Exercise instructions:
Lines holding the string "impl" in the listing below are to be copied.

(Input records Opens)

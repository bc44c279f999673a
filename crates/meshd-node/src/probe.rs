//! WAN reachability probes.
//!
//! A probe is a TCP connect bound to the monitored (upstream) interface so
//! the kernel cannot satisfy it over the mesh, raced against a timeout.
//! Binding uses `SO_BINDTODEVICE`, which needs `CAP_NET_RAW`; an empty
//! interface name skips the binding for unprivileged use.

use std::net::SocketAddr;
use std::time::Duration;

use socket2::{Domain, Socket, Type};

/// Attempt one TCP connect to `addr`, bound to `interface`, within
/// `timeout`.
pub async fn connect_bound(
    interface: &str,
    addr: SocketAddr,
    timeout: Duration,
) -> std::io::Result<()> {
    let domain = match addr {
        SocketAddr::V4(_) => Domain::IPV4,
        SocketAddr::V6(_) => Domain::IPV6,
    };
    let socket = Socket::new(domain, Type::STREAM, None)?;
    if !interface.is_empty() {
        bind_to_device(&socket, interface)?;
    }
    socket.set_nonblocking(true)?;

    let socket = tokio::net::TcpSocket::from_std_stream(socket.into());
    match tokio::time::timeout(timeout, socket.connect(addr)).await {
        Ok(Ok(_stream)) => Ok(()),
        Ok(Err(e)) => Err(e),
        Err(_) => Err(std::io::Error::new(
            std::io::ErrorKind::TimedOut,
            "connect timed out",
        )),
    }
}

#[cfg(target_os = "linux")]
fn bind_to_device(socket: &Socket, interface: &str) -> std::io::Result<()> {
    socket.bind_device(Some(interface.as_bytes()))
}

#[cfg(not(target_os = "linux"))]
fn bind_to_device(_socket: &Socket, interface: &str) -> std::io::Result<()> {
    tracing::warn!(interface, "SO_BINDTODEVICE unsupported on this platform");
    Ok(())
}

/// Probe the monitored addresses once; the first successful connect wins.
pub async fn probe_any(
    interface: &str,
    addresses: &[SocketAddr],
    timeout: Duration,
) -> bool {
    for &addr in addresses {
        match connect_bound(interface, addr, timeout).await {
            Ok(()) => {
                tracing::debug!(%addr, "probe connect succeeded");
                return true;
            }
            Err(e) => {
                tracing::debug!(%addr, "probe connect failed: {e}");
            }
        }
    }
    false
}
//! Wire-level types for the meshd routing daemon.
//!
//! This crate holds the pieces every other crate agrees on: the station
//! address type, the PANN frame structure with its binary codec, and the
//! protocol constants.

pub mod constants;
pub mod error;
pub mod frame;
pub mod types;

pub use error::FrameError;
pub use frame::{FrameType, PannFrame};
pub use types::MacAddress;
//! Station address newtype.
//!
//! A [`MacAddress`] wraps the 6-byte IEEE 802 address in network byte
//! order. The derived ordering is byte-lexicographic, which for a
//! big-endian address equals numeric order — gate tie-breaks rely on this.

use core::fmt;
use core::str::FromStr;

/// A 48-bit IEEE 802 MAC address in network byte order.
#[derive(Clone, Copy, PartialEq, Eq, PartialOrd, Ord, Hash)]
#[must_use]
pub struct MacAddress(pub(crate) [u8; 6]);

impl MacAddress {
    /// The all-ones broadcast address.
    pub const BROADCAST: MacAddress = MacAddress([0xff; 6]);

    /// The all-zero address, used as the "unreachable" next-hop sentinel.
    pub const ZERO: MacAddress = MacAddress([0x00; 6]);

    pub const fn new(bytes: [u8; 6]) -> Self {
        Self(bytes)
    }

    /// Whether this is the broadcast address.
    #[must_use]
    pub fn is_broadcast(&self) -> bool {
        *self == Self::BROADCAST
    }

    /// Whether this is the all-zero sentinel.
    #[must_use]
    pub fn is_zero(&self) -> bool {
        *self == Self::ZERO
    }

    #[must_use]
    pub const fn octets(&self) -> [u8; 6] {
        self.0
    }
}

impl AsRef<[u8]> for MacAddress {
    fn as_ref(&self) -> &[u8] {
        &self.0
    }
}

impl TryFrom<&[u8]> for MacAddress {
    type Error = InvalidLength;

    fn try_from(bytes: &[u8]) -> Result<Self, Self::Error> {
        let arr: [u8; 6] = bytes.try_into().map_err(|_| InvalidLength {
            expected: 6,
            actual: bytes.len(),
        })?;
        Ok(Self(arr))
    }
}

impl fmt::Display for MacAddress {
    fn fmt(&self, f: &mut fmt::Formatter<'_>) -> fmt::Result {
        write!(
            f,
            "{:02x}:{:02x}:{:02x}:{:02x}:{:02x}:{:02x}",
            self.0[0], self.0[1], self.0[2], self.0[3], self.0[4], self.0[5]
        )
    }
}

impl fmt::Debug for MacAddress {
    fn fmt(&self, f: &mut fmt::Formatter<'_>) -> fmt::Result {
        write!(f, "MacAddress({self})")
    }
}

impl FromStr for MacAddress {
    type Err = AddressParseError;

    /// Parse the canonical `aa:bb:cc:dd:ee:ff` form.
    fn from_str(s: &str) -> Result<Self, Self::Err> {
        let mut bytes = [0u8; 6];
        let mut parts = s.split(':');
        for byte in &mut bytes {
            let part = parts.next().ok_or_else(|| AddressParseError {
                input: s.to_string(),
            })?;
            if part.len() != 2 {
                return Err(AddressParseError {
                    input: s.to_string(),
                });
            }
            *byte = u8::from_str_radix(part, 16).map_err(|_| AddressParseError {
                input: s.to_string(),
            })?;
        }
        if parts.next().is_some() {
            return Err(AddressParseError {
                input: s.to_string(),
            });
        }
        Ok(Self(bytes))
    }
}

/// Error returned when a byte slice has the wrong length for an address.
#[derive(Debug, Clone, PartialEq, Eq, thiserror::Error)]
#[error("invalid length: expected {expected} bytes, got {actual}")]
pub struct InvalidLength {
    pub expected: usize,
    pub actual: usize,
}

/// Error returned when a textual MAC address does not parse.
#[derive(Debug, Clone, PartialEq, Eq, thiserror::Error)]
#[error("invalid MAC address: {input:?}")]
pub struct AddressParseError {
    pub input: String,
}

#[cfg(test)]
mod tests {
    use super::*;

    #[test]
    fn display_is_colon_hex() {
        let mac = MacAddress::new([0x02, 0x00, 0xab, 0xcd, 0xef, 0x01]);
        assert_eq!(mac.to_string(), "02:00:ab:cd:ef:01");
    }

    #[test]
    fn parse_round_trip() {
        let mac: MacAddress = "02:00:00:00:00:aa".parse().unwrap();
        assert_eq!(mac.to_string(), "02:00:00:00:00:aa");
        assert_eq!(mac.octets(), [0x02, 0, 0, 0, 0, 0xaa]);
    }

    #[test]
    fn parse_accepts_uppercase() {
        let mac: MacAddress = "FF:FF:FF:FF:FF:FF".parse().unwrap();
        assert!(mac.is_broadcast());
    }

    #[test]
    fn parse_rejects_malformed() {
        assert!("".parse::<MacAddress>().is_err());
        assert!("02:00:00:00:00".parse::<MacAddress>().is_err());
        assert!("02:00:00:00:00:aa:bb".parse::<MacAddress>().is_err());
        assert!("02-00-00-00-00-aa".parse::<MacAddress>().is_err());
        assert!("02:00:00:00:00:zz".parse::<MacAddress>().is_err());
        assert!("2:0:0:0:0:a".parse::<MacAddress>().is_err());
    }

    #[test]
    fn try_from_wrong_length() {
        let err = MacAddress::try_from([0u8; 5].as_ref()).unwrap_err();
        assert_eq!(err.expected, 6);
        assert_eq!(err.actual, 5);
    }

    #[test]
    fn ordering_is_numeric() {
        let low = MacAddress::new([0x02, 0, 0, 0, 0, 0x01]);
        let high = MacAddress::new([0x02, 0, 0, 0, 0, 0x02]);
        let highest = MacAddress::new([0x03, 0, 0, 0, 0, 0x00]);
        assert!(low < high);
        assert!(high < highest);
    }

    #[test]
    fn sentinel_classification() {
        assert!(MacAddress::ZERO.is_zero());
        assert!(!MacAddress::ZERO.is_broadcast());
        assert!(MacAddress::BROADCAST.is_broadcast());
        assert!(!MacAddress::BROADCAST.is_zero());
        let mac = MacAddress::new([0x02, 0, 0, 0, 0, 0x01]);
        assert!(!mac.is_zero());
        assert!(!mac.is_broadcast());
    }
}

(Input records Closes)

The answer:
impl MacAddress {
impl AsRef<[u8]> for MacAddress {
impl TryFrom<&[u8]> for MacAddress {
impl fmt::Display for MacAddress {
impl fmt::Debug for MacAddress {
impl FromStr for MacAddress {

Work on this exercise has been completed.